> _Instructions to follow_
Lines in the material below that include "ConfigOverrides" need to be tallied; give the total alone.

> _Record extracts_
====================

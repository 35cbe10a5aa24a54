//! Configuration for placement resolution

use crate::error::ConfigError;
use crate::geometry::Rect;

use super::flip::{AlignmentFlipOrder, DirectionFlipOrder};
use super::types::Position;

/// Configuration options for placement resolution
#[derive(Debug, Clone, PartialEq)]
pub struct PlacementConfig {
    /// Bounding box every placement must stay inside
    ///
    /// When unset, the surface adapter uses its viewport.
    pub container: Option<Rect>,

    /// Preferred direction and alignment
    pub position: Position,

    /// Gap between popper and reference along the primary axis
    pub margin: f64,

    /// Minimum clearance from the container's far edges
    pub padding: f64,

    /// Direction fallbacks, keyed by the preferred direction
    pub position_flip_order: DirectionFlipOrder,

    /// Alignment fallbacks, keyed by the preferred alignment
    pub variant_flip_order: AlignmentFlipOrder,
}

impl Default for PlacementConfig {
    fn default() -> Self {
        Self {
            container: None,
            position: Position::default(),
            margin: 8.0,
            padding: 0.0,
            position_flip_order: DirectionFlipOrder::default(),
            variant_flip_order: AlignmentFlipOrder::default(),
        }
    }
}

impl PlacementConfig {
    /// Create a new configuration with default values
    pub fn new() -> Self {
        Self::default()
    }

    /// Set the bounding container
    pub fn with_container(mut self, container: Rect) -> Self {
        self.container = Some(container);
        self
    }

    /// Set the preferred position
    pub fn with_position(mut self, position: Position) -> Self {
        self.position = position;
        self
    }

    /// Set the margin, rejecting negative or non-finite values
    pub fn with_margin(mut self, margin: f64) -> Result<Self, ConfigError> {
        self.margin = check_length("margin", margin)?;
        Ok(self)
    }

    /// Set the padding, rejecting negative or non-finite values
    pub fn with_padding(mut self, padding: f64) -> Result<Self, ConfigError> {
        self.padding = check_length("padding", padding)?;
        Ok(self)
    }

    pub fn with_position_flip_order(mut self, order: DirectionFlipOrder) -> Self {
        self.position_flip_order = order;
        self
    }

    pub fn with_variant_flip_order(mut self, order: AlignmentFlipOrder) -> Self {
        self.variant_flip_order = order;
        self
    }

    /// Merge partial options over this configuration
    pub fn merge(mut self, overrides: ConfigOverrides) -> Result<Self, ConfigError> {
        if let Some(container) = overrides.container {
            self.container = Some(container);
        }
        if let Some(position) = overrides.position {
            self.position = position;
        }
        if let Some(margin) = overrides.margin {
            self = self.with_margin(margin)?;
        }
        if let Some(padding) = overrides.padding {
            self = self.with_padding(padding)?;
        }
        if let Some(order) = overrides.position_flip_order {
            self.position_flip_order = order;
        }
        if let Some(order) = overrides.variant_flip_order {
            self.variant_flip_order = order;
        }
        Ok(self)
    }
}

/// Partial options applied on top of an existing configuration
#[derive(Debug, Clone, Default, PartialEq)]
pub struct ConfigOverrides {
    pub container: Option<Rect>,
    pub position: Option<Position>,
    pub margin: Option<f64>,
    pub padding: Option<f64>,
    pub position_flip_order: Option<DirectionFlipOrder>,
    pub variant_flip_order: Option<AlignmentFlipOrder>,
}

impl ConfigOverrides {
    pub fn new() -> Self {
        Self::default()
    }

    pub fn position(mut self, position: Position) -> Self {
        self.position = Some(position);
        self
    }

    pub fn margin(mut self, margin: f64) -> Self {
        self.margin = Some(margin);
        self
    }

    pub fn padding(mut self, padding: f64) -> Self {
        self.padding = Some(padding);
        self
    }

    pub fn container(mut self, container: Rect) -> Self {
        self.container = Some(container);
        self
    }
}

pub(crate) fn check_length(name: &'static str, value: f64) -> Result<f64, ConfigError> {
    if value.is_finite() && value >= 0.0 {
        Ok(value)
    } else {
        Err(ConfigError::invalid_length(name, value))
    }
}

#[cfg(test)]
mod tests {
    use super::*;
    use crate::placement::{Alignment, Direction};

    #[test]
    fn test_default_config() {
        let config = PlacementConfig::default();
        assert_eq!(config.container, None);
        assert_eq!(config.position.to_string(), "bottom-start");
        assert_eq!(config.margin, 8.0);
        assert_eq!(config.padding, 0.0);
    }

    #[test]
    fn test_builder_pattern() {
        let config = PlacementConfig::new()
            .with_container(Rect::sized(500.0, 500.0))
            .with_position(Position::new(Direction::Left, Alignment::End))
            .with_margin(4.0)
            .unwrap()
            .with_padding(2.0)
            .unwrap();

        assert_eq!(config.container, Some(Rect::sized(500.0, 500.0)));
        assert_eq!(config.position.code(), "le");
        assert_eq!(config.margin, 4.0);
        assert_eq!(config.padding, 2.0);
    }

    #[test]
    fn test_rejects_negative_lengths() {
        assert!(PlacementConfig::new().with_margin(-1.0).is_err());
        assert!(PlacementConfig::new().with_padding(f64::NAN).is_err());
        assert!(PlacementConfig::new().with_padding(f64::INFINITY).is_err());
    }

    #[test]
    fn test_merge_keeps_unset_fields() {
        let base = PlacementConfig::new().with_margin(12.0).unwrap();
        let merged = base
            .clone()
            .merge(ConfigOverrides::new().position(Position::new(Direction::Top, Alignment::Middle)))
            .unwrap();

        assert_eq!(merged.margin, 12.0);
        assert_eq!(merged.position.code(), "tm");
        assert_eq!(merged.position_flip_order, base.position_flip_order);
    }

    #[test]
    fn test_merge_validates_lengths() {
        let result = PlacementConfig::new().merge(ConfigOverrides::new().padding(-3.0));
        assert!(result.is_err());
    }
}
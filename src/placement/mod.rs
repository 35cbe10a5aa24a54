//! Placement resolution for floating elements
//!
//! This module picks a side and alignment for a popper next to its reference
//! box, walking configurable fallback orders until one fits the container.

pub mod config;
pub mod flip;
pub mod lexer;
pub mod resolver;
pub mod types;

pub use config::{ConfigOverrides, PlacementConfig};
pub use flip::{AlignmentFlipOrder, DirectionFlipOrder};
pub use resolver::resolve;
pub use types::*;
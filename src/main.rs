//! popper-place CLI
//!
//! Usage:
//!   popper-place [OPTIONS] [FILE]
//!
//! Options:
//!   -p, --position <POS>   Preferred position, e.g. bottom-start or bs
//!   -m, --margin <N>       Gap between popper and reference
//!       --padding <N>      Clearance from the container's far edges
//!   -v, --verbose          Log candidate checks to stderr
//!   -h, --help             Print help

use std::fs;
use std::io::{self, Read};
use std::path::PathBuf;
use std::process::ExitCode;

use clap::Parser;
use tracing_subscriber::prelude::*;

use popper_place::{ConfigError, ConfigOverrides, Position, Scene};

#[derive(Parser)]
#[command(name = "popper-place")]
#[command(about = "Place a floating element next to its reference box")]
struct Cli {
    /// Scene file in TOML format (reads from stdin if not provided)
    input: Option<PathBuf>,

    /// Preferred position, overriding the scene file
    #[arg(short, long)]
    position: Option<Position>,

    /// Margin, overriding the scene file
    #[arg(short, long)]
    margin: Option<f64>,

    /// Padding, overriding the scene file
    #[arg(long)]
    padding: Option<f64>,

    /// Log candidate checks to stderr
    #[arg(short, long)]
    verbose: bool,
}

fn configure_logging(verbose: bool) {
    let default = if verbose { "popper_place=trace" } else { "warn" };
    let env_filter = tracing_subscriber::EnvFilter::try_from_default_env()
        .unwrap_or_else(|_| tracing_subscriber::EnvFilter::new(default));

    let fmt_layer = tracing_subscriber::fmt::layer()
        .with_writer(io::stderr)
        .with_target(false);

    tracing_subscriber::registry()
        .with(env_filter)
        .with(fmt_layer)
        .init();
}

fn main() -> ExitCode {
    let cli = Cli::parse();
    configure_logging(cli.verbose);

    let (source, filename) = match &cli.input {
        Some(path) => match fs::read_to_string(path) {
            Ok(content) => (content, path.display().to_string()),
            Err(e) => {
                eprintln!("Error reading file '{}': {}", path.display(), e);
                return ExitCode::FAILURE;
            }
        },
        None => {
            let mut buffer = String::new();
            if let Err(e) = io::stdin().read_to_string(&mut buffer) {
                eprintln!("Error reading from stdin: {}", e);
                return ExitCode::FAILURE;
            }
            (buffer, "<stdin>".to_string())
        }
    };

    let scene = match load_scene(&source, &cli) {
        Ok(scene) => scene,
        Err(e) => {
            eprintln!("{}", e.format(&source, &filename));
            return ExitCode::FAILURE;
        }
    };

    let result = scene.place();
    println!("{}", result);
    if result.placement.is_some() {
        ExitCode::SUCCESS
    } else {
        ExitCode::from(2)
    }
}

fn load_scene(source: &str, cli: &Cli) -> Result<Scene, ConfigError> {
    let mut scene = Scene::from_toml(source)?;
    let overrides = ConfigOverrides {
        position: cli.position,
        margin: cli.margin,
        padding: cli.padding,
        ..ConfigOverrides::default()
    };
    scene.config = scene.config.merge(overrides)?;
    Ok(scene)
}
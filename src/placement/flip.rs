//! Fallback orders for directions and alignments
//!
//! Each table holds one ordering per preferred value. An ordering must list
//! every value exactly once and start with the value it is keyed by.

use std::fmt;

use crate::error::ConfigError;

use super::lexer::lex;
use super::types::{Alignment, Direction};

/// Per-direction fallback orders
#[derive(Debug, Clone, Copy, PartialEq, Eq)]
pub struct DirectionFlipOrder {
    orders: [[Direction; 4]; 4],
}

impl DirectionFlipOrder {
    /// The order tried when `preferred` is the requested direction
    pub fn order(&self, preferred: Direction) -> &[Direction; 4] {
        &self.orders[preferred.index()]
    }

    /// Replace the order for one key
    pub fn with_order(mut self, key: Direction, order: &str) -> Result<Self, ConfigError> {
        self.orders[key.index()] = parse_direction_order(key, order)?;
        Ok(self)
    }
}

impl Default for DirectionFlipOrder {
    fn default() -> Self {
        use Direction::*;
        let mut orders = [[Top; 4]; 4];
        orders[Top.index()] = [Top, Bottom, Right, Left];
        orders[Right.index()] = [Right, Left, Top, Bottom];
        orders[Bottom.index()] = [Bottom, Top, Right, Left];
        orders[Left.index()] = [Left, Right, Bottom, Top];
        Self { orders }
    }
}

impl fmt::Display for DirectionFlipOrder {
    fn fmt(&self, f: &mut fmt::Formatter<'_>) -> fmt::Result {
        for (i, key) in Direction::ALL.iter().enumerate() {
            if i > 0 {
                f.write_str(", ")?;
            }
            let order: String = self.order(*key).iter().map(|d| d.initial()).collect();
            write!(f, "{}: {}", key, order)?;
        }
        Ok(())
    }
}

/// Per-alignment fallback orders
#[derive(Debug, Clone, Copy, PartialEq, Eq)]
pub struct AlignmentFlipOrder {
    orders: [[Alignment; 3]; 3],
}

impl AlignmentFlipOrder {
    pub fn order(&self, preferred: Alignment) -> &[Alignment; 3] {
        &self.orders[preferred.index()]
    }

    pub fn with_order(mut self, key: Alignment, order: &str) -> Result<Self, ConfigError> {
        self.orders[key.index()] = parse_alignment_order(key, order)?;
        Ok(self)
    }
}

impl Default for AlignmentFlipOrder {
    fn default() -> Self {
        use Alignment::*;
        let mut orders = [[Start; 3]; 3];
        orders[Start.index()] = [Start, Middle, End];
        orders[Middle.index()] = [Middle, Start, End];
        orders[End.index()] = [End, Middle, Start];
        Self { orders }
    }
}

impl fmt::Display for AlignmentFlipOrder {
    fn fmt(&self, f: &mut fmt::Formatter<'_>) -> fmt::Result {
        for (i, key) in Alignment::ALL.iter().enumerate() {
            if i > 0 {
                f.write_str(", ")?;
            }
            let order: String = self.order(*key).iter().map(|a| a.initial()).collect();
            write!(f, "{}: {}", key, order)?;
        }
        Ok(())
    }
}

/// Parse an order such as `tbrl` for the given key
pub fn parse_direction_order(key: Direction, input: &str) -> Result<[Direction; 4], ConfigError> {
    let values = parse_letters(input, Direction::from_token)
        .map_err(|reason| ConfigError::invalid_flip_order("direction", key.as_str(), reason))?;
    validate_permutation(key, &values, &Direction::ALL)
        .map_err(|reason| ConfigError::invalid_flip_order("direction", key.as_str(), reason))?;
    let mut order = [key; 4];
    order.copy_from_slice(&values);
    Ok(order)
}

/// Parse an order such as `sme` for the given key
pub fn parse_alignment_order(key: Alignment, input: &str) -> Result<[Alignment; 3], ConfigError> {
    let values = parse_letters(input, Alignment::from_token)
        .map_err(|reason| ConfigError::invalid_flip_order("alignment", key.as_str(), reason))?;
    validate_permutation(key, &values, &Alignment::ALL)
        .map_err(|reason| ConfigError::invalid_flip_order("alignment", key.as_str(), reason))?;
    let mut order = [key; 3];
    order.copy_from_slice(&values);
    Ok(order)
}

fn parse_letters<T>(
    input: &str,
    convert: impl Fn(super::lexer::Token) -> Option<T>,
) -> Result<Vec<T>, String> {
    let tokens = lex(input)
        .map_err(|span| format!("unexpected character at offset {}", span.start))?;
    tokens
        .into_iter()
        .map(|(tok, span)| {
            convert(tok).ok_or_else(|| {
                format!(
                    "'{}' at offset {} is not valid here",
                    &input[span.clone()],
                    span.start
                )
            })
        })
        .collect()
}

fn validate_permutation<T>(key: T, values: &[T], all: &[T]) -> Result<(), String>
where
    T: Copy + PartialEq + fmt::Display,
{
    if values.len() != all.len() {
        return Err(format!(
            "expected {} entries, found {}",
            all.len(),
            values.len()
        ));
    }
    if values[0] != key {
        return Err(format!("must start with {}, found {}", key, values[0]));
    }
    for expected in all {
        if !values.contains(expected) {
            return Err(format!("missing {}", expected));
        }
    }
    Ok(())
}
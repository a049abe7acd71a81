use std::sync::atomic::{AtomicU64, Ordering};

use serde::{Deserialize, Serialize};

/// Lifetime counters maintained by the pool. Advisory only; no pool
/// invariant depends on them.
#[derive(Debug, Default)]
pub(crate) struct StatsRecorder {
    sessions_opened: AtomicU64,
    sessions_closed: AtomicU64,
    acquires: AtomicU64,
    acquire_timeouts: AtomicU64,
    validation_failures: AtomicU64,
    leaks_reclaimed: AtomicU64,
    grow_events: AtomicU64,
    shrink_events: AtomicU64,
}

impl StatsRecorder {
    pub fn record_session_opened(&self) {
        self.sessions_opened.fetch_add(1, Ordering::Relaxed);
    }

    pub fn record_session_closed(&self) {
        self.sessions_closed.fetch_add(1, Ordering::Relaxed);
    }

    pub fn record_acquire(&self) {
        self.acquires.fetch_add(1, Ordering::Relaxed);
    }

    pub fn record_acquire_timeout(&self) {
        self.acquire_timeouts.fetch_add(1, Ordering::Relaxed);
    }

    pub fn record_validation_failure(&self) {
        self.validation_failures.fetch_add(1, Ordering::Relaxed);
    }

    pub fn record_leak_reclaimed(&self) {
        self.leaks_reclaimed.fetch_add(1, Ordering::Relaxed);
    }

    pub fn record_grow(&self) {
        self.grow_events.fetch_add(1, Ordering::Relaxed);
    }

    pub fn record_shrink(&self) {
        self.shrink_events.fetch_add(1, Ordering::Relaxed);
    }

    pub fn snapshot(&self) -> PoolStats {
        PoolStats {
            sessions_opened: self.sessions_opened.load(Ordering::Relaxed),
            sessions_closed: self.sessions_closed.load(Ordering::Relaxed),
            acquires: self.acquires.load(Ordering::Relaxed),
            acquire_timeouts: self.acquire_timeouts.load(Ordering::Relaxed),
            validation_failures: self.validation_failures.load(Ordering::Relaxed),
            leaks_reclaimed: self.leaks_reclaimed.load(Ordering::Relaxed),
            grow_events: self.grow_events.load(Ordering::Relaxed),
            shrink_events: self.shrink_events.load(Ordering::Relaxed),
        }
    }
}

/// Point-in-time snapshot of the pool's lifetime counters.
#[derive(Debug, Clone, Serialize, Deserialize)]
pub struct PoolStats {
    pub sessions_opened: u64,
    pub sessions_closed: u64,
    pub acquires: u64,
    pub acquire_timeouts: u64,
    pub validation_failures: u64,
    pub leaks_reclaimed: u64,
    pub grow_events: u64,
    pub shrink_events: u64,
}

====================

> _Output for this task_
9